►

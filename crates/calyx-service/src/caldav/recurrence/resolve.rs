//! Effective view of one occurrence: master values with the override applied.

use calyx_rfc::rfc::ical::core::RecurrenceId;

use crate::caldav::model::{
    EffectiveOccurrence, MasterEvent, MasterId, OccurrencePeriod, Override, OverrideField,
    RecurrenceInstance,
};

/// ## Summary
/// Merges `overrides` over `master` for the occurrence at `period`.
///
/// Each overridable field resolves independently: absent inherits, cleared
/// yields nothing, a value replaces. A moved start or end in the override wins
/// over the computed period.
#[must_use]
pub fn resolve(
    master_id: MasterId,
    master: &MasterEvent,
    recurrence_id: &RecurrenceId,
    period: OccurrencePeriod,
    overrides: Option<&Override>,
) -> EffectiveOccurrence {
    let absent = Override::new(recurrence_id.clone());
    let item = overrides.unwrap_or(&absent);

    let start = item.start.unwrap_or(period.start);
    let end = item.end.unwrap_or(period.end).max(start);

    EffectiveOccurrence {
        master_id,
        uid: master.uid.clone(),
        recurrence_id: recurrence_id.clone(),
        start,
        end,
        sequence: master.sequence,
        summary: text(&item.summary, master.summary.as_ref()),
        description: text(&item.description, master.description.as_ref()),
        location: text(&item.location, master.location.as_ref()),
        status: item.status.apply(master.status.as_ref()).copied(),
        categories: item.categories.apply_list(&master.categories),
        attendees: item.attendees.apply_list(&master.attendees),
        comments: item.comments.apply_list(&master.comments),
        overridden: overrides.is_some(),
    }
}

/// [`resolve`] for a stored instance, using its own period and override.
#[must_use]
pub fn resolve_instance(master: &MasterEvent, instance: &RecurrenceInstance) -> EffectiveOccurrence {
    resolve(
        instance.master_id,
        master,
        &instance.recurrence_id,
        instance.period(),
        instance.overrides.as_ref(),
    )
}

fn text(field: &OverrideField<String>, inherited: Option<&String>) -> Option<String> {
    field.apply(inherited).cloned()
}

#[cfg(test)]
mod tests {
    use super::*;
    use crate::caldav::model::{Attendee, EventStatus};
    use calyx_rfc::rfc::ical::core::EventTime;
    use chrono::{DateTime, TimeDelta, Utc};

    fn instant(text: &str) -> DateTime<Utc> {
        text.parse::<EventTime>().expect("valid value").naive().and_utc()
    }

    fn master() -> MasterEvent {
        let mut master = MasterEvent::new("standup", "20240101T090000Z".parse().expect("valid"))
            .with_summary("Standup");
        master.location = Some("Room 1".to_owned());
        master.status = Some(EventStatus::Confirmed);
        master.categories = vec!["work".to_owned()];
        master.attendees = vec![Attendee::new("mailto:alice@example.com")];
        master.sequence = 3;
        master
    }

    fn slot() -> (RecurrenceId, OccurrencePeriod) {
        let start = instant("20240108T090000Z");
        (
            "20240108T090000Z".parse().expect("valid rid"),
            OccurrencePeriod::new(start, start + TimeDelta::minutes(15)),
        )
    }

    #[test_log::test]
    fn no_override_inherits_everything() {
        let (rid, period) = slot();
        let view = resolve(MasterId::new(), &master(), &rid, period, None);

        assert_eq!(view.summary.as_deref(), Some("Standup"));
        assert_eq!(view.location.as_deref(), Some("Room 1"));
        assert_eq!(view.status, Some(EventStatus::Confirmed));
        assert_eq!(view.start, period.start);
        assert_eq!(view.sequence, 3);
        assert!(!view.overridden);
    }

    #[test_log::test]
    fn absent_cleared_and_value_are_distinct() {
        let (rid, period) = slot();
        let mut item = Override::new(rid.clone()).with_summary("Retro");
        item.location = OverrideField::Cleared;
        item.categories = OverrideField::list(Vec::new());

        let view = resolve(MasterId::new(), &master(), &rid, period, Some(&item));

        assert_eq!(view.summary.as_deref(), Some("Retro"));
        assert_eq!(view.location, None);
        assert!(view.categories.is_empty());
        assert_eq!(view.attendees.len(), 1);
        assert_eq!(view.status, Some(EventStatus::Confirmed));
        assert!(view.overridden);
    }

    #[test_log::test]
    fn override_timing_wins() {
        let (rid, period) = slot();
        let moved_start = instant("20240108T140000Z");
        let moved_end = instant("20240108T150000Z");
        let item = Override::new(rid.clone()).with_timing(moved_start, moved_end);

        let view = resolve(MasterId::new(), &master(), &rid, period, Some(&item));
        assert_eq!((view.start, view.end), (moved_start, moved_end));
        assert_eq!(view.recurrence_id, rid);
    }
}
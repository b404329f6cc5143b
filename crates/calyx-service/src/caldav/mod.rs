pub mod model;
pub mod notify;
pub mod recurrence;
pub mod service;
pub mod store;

◄

* **Directions for this task**
Copy out each line of the data exactly.

* **Task output**
filename crates/calyx-service/src/caldav/recurrence/resolve.rs
//! Effective view of one occurrence: master values with the override applied.

use calyx_rfc::rfc::ical::core::RecurrenceId;

use crate::caldav::model::{
    EffectiveOccurrence, MasterEvent, MasterId, OccurrencePeriod, Override, OverrideField,
    RecurrenceInstance,
};

/// ## Summary
/// Merges `overrides` over `master` for the occurrence at `period`.
///
/// Each overridable field resolves independently: absent inherits, cleared
/// yields nothing, a value replaces. A moved start or end in the override wins
/// over the computed period.
#[must_use]
pub fn resolve(
    master_id: MasterId,
    master: &MasterEvent,
    recurrence_id: &RecurrenceId,
    period: OccurrencePeriod,
    overrides: Option<&Override>,
) -> EffectiveOccurrence {
    let absent = Override::new(recurrence_id.clone());
    let item = overrides.unwrap_or(&absent);

    let start = item.start.unwrap_or(period.start);
    let end = item.end.unwrap_or(period.end).max(start);

    EffectiveOccurrence {
        master_id,
        uid: master.uid.clone(),
        recurrence_id: recurrence_id.clone(),
        start,
        end,
        sequence: master.sequence,
        summary: text(&item.summary, master.summary.as_ref()),
        description: text(&item.description, master.description.as_ref()),
        location: text(&item.location, master.location.as_ref()),
        status: item.status.apply(master.status.as_ref()).copied(),
        categories: item.categories.apply_list(&master.categories),
        attendees: item.attendees.apply_list(&master.attendees),
        comments: item.comments.apply_list(&master.comments),
        overridden: overrides.is_some(),
    }
}

/// [`resolve`] for a stored instance, using its own period and override.
#[must_use]
pub fn resolve_instance(master: &MasterEvent, instance: &RecurrenceInstance) -> EffectiveOccurrence {
    resolve(
        instance.master_id,
        master,
        &instance.recurrence_id,
        instance.period(),
        instance.overrides.as_ref(),
    )
}

fn text(field: &OverrideField<String>, inherited: Option<&String>) -> Option<String> {
    field.apply(inherited).cloned()
}

#[cfg(test)]
mod tests {
    use super::*;
    use crate::caldav::model::{Attendee, EventStatus};
    use calyx_rfc::rfc::ical::core::EventTime;
    use chrono::{DateTime, TimeDelta, Utc};

    fn instant(text: &str) -> DateTime<Utc> {
        text.parse::<EventTime>().expect("valid value").naive().and_utc()
    }

    fn master() -> MasterEvent {
        let mut master = MasterEvent::new("standup", "20240101T090000Z".parse().expect("valid"))
            .with_summary("Standup");
        master.location = Some("Room 1".to_owned());
        master.status = Some(EventStatus::Confirmed);
        master.categories = vec!["work".to_owned()];
        master.attendees = vec![Attendee::new("mailto:alice@example.com")];
        master.sequence = 3;
        master
    }

    fn slot() -> (RecurrenceId, OccurrencePeriod) {
        let start = instant("20240108T090000Z");
        (
            "20240108T090000Z".parse().expect("valid rid"),
            OccurrencePeriod::new(start, start + TimeDelta::minutes(15)),
        )
    }

    #[test_log::test]
    fn no_override_inherits_everything() {
        let (rid, period) = slot();
        let view = resolve(MasterId::new(), &master(), &rid, period, None);

        assert_eq!(view.summary.as_deref(), Some("Standup"));
        assert_eq!(view.location.as_deref(), Some("Room 1"));
        assert_eq!(view.status, Some(EventStatus::Confirmed));
        assert_eq!(view.start, period.start);
        assert_eq!(view.sequence, 3);
        assert!(!view.overridden);
    }

    #[test_log::test]
    fn absent_cleared_and_value_are_distinct() {
        let (rid, period) = slot();
        let mut item = Override::new(rid.clone()).with_summary("Retro");
        item.location = OverrideField::Cleared;
        item.categories = OverrideField::list(Vec::new());

        let view = resolve(MasterId::new(), &master(), &rid, period, Some(&item));

        assert_eq!(view.summary.as_deref(), Some("Retro"));
        assert_eq!(view.location, None);
        assert!(view.categories.is_empty());
        assert_eq!(view.attendees.len(), 1);
        assert_eq!(view.status, Some(EventStatus::Confirmed));
        assert!(view.overridden);
    }

    #[test_log::test]
    fn override_timing_wins() {
        let (rid, period) = slot();
        let moved_start = instant("20240108T140000Z");
        let moved_end = instant("20240108T150000Z");
        let item = Override::new(rid.clone()).with_timing(moved_start, moved_end);

        let view = resolve(MasterId::new(), &master(), &rid, period, Some(&item));
        assert_eq!((view.start, view.end), (moved_start, moved_end));
        assert_eq!(view.recurrence_id, rid);
    }
}
repository b404329f6cc5143b
filename crates/calyx-service/src/caldav/mod.rs
pub mod model;
pub mod notify;
pub mod recurrence;
pub mod service;
pub mod store;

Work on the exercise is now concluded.